Y es que Honduras, históricamente, se ha caracterizado por una clase política voraz y un Estado secuestrado por un pequeño grupo de familias, que anula toda libre competencia y utiliza los recursos públicos en beneficio de sus negocios, cada vez más lucrativos.

En este país, cada día salen “mojadas” 300 personas con el objetivo de llegar a los Estados Unidos y cambiar su suerte. Arriesgan su vida por separado y se juegan su sueño a una carta que demasiado a menudo acaba en tragedia. Una industria criminal ha crecido en torno a la necesidad de los migrantes y deja a diario un rastro tenebroso de secuestros, muertos, extorsiones y violaciones. Quizás sea el deseo de burlar esas trampas del camino, lo que motivó el pasado día 13 de octubre a 2000 personas a acudir a una convocatoria insólita. En San Pedro Sula iniciaron una marcha singular en la que hay niños, ancianos, mujeres embarazadas y lisiados, y a la que se han sumado otros centroamericanos.

Poco importa ya, con la marcha en territorio mexicano, quien la organizó y como se organizó. Atrás han quedado las especulaciones sobre quien está detrás de este movimiento y cómo defensores y detractores  lo está capitalizando. Preocupa obviamente la manipulación que unos y otros, dentro y fuera de Honduras, hacen del acontecimiento, incluido el propio Trump, que pudiera salir fortalecido de este trance. Pero lo llamativo, ahora que la bola de nieve ha crecido, es el grito que esa marcha representa. Un grito de angustia y desesperación que ha tomado vida propia.
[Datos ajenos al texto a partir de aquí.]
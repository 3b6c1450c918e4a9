// Copyright (c) 2025 Steve Wagner (ciroque@live.com)
// SPDX-License-Identifier: MIT

mod config;
mod fetch;
mod pipeline;
mod processing;
mod store;

pub use config::{ConfigError, DatasetError};
pub use fetch::FetchError;
pub use pipeline::PipelineError;
pub use processing::ProcessingError;
pub use store::StoreError;
// Copyright (c) 2025 Steve Wagner (ciroque@live.com)
// SPDX-License-Identifier: MIT

use async_trait::async_trait;

use crate::errors::FetchError;
use crate::traits::Fetcher;

/// Fetches documents with a single HTTP GET. No retries.
#[derive(Clone, Default)]
pub struct HttpFetcher {
    client: reqwest::Client,
}

impl HttpFetcher {
    pub fn new() -> Self {
        Self::with_client(reqwest::Client::new())
    }

    /// Use a preconfigured client (proxies, headers, TLS roots).
    pub fn with_client(client: reqwest::Client) -> Self {
        Self { client }
    }
}

#[async_trait]
impl Fetcher for HttpFetcher {
    async fn fetch(&self, locator: &str) -> Result<Vec<u8>, FetchError> {
        let response = self
            .client
            .get(locator)
            .send()
            .await
            .map_err(|e| FetchError::Transport(e.to_string()))?;

        let status = response.status();
        if !status.is_success() {
            return Err(FetchError::Status {
                status: status.as_u16(),
            });
        }

        let body = response
            .bytes()
            .await
            .map_err(|e| FetchError::Body(e.to_string()))?;

        Ok(body.to_vec())
    }

    fn name(&self) -> &'static str {
        "http"
    }
}
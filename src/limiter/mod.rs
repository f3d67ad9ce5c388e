//! Rate Limiter Module
//!
//! Fixed-window request counting per caller identity and route.

mod record;
mod store;


pub use record::RateRecord;
pub use store::{bucket_key, RateLimiter};

/// One hour, the window every public route is limited over.
pub const HOUR_MS: u64 = 60 * 60 * 1000;
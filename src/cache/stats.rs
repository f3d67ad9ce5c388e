//! Cache Statistics Module
//!
//! Hit, miss and eviction counters reported by `/api/status`.

use serde::Serialize;

// == Cache Stats ==
#[derive(Debug, Clone, Default, Serialize, PartialEq)]
pub struct CacheStats {
    /// Reads served from the cache
    pub hits: u64,
    /// Reads that found nothing, or only an expired entry
    pub misses: u64,
    /// Entries dropped to stay under the capacity bound
    pub evictions: u64,
    /// Entries removed because their TTL elapsed
    pub expirations: u64,
    /// Current number of entries in the cache
    pub total_entries: usize,
}

impl CacheStats {
    pub fn new() -> Self {
        Self::default()
    }

    /// Returns hits / (hits + misses), or 0.0 before any read.
    pub fn hit_rate(&self) -> f64 {
        let total = self.hits + self.misses;
        if total == 0 {
            0.0
        } else {
            self.hits as f64 / total as f64
        }
    }

    pub fn record_hit(&mut self) {
        self.hits += 1;
    }

    pub fn record_miss(&mut self) {
        self.misses += 1;
    }

    pub fn record_eviction(&mut self) {
        self.evictions += 1;
    }

    pub fn record_expirations(&mut self, count: usize) {
        self.expirations += count as u64;
    }

    pub fn set_total_entries(&mut self, count: usize) {
        self.total_entries = count;
    }
}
Es el mismo que se produce desde hace décadas con cada migrante que toma el camino. La diferencia ahora es que se escucha. Un país en que miles de personas al unísono se lanzan a caminar para dejar atrás la miseria y la inseguridad, con similares posibilidades de llegar a su destino que las de cruzar el mar rojo, refleja algo más que una crisis migratoria o una jugada política. Simplemente se trata del país ante su espejo: Honduras se ha convertido en un gigantesco campo de refugiados y, para miles de ciudadanos cada año, en campo de exterminio. 

Los obispos han hablado de la necesidad inminente de un nuevo pacto social. Otros exigen la salida de un presidente que consideran ilegítimo. Lo que parece evidente es que algo sustancial tiene que cambiar en Honduras para que la miseria material y moral deje paso a una vida digna. Y en esta tarea, la actual clase política parece más parte del problema que de la solución.

La comunidad internacional está obligada, de una vez por todas, a poner sus ojos en este triángulo centroamericano al que el narcotráfico ha terminado por dar el golpe de gracia definitivo. Un territorio por el que transita el 80% de la cocaína que se consume en Estados Unidos, calcinando a su paso todo lo que toca. Es obvio que hay responsabilidades compartidas en este despropósito y debiera haberlas también en su solución.